[Date Prev][Date Next][Thread Prev][Thread Next][Date Index][Thread Index]

[Xen-devel] [BUG] xen-4.5: xenstored crash when stopping a self-restarting, crashing, domU


  • To: Xen Developers List <xen-devel@xxxxxxxxxxxxx>
  • From: "Greg A. Woods" <woods@xxxxxxxxx>
  • Date: Sat, 23 May 2015 13:03:44 -0700
  • Delivery-date: Tue, 26 May 2015 02:07:45 +0000
  • List-id: Xen developer discussion <xen-devel.lists.xen.org>

I made the mistake of configuring a domU with "on_crash=restart" before
testing its kernel to see if it would even boot in the first place.

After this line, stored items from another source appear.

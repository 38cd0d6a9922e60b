//! Logger configuration
//!
//! Settings that can live in a config file. Destinations are runtime objects
//! and are supplied separately when the logger is built.

use super::error::{LoggerError, Result};
use super::timestamp::TimestampFormat;
use serde::{Deserialize, Serialize};

/// Serializable logger settings
///
/// # Examples
///
/// ```
/// use lwlog::LoggerConfig;
///
/// let config = LoggerConfig::from_json(r#"{ "debug": true }"#).unwrap();
/// assert!(config.debug);
/// assert!(config.timestamp_format.is_none());
/// ```
#[derive(Debug, Clone, Default, PartialEq, Eq, Serialize, Deserialize)]
#[serde(default, deny_unknown_fields)]
pub struct LoggerConfig {
    /// Emit debug lines
    pub debug: bool,

    /// Custom strftime format; the ISO 8601 microsecond default when absent
    pub timestamp_format: Option<String>,
}

impl LoggerConfig {
    pub fn from_json(json: &str) -> Result<Self> {
        Ok(serde_json::from_str(json)?)
    }

    pub fn to_json(&self) -> Result<String> {
        Ok(serde_json::to_string_pretty(self)?)
    }

    /// The timestamp format this configuration asks for, validated.
    pub fn timestamp_format(&self) -> Result<TimestampFormat> {
        match self.timestamp_format.as_deref() {
            None => Ok(TimestampFormat::default()),
            Some("") => Err(LoggerError::config(
                "LoggerConfig",
                "timestamp_format must not be empty",
            )),
            Some(format) => TimestampFormat::custom(format),
        }
    }
}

During the storm of domain create/crash/restart cycles I finally managed
to type the active domain-ID in an "xl destroy" command, only to have
xenstored crash as follows.

FYI, I don't expect to be changing the xenstored binary in the near
future, and I'll keep the core file around in case anyone would like me
to try to fetch any other information from it.

BTW, it would be really cool if the Xen kernel could do something other
than restart a domain that gets into such a create/crash/restart cycle,
say after 10 attempts or some such reasonable limit.

FYI, I'm running Xen-4.5 with a recent-ish NetBSD-current (7.99.5,
2015/02/20) dom0.  "xl info" below.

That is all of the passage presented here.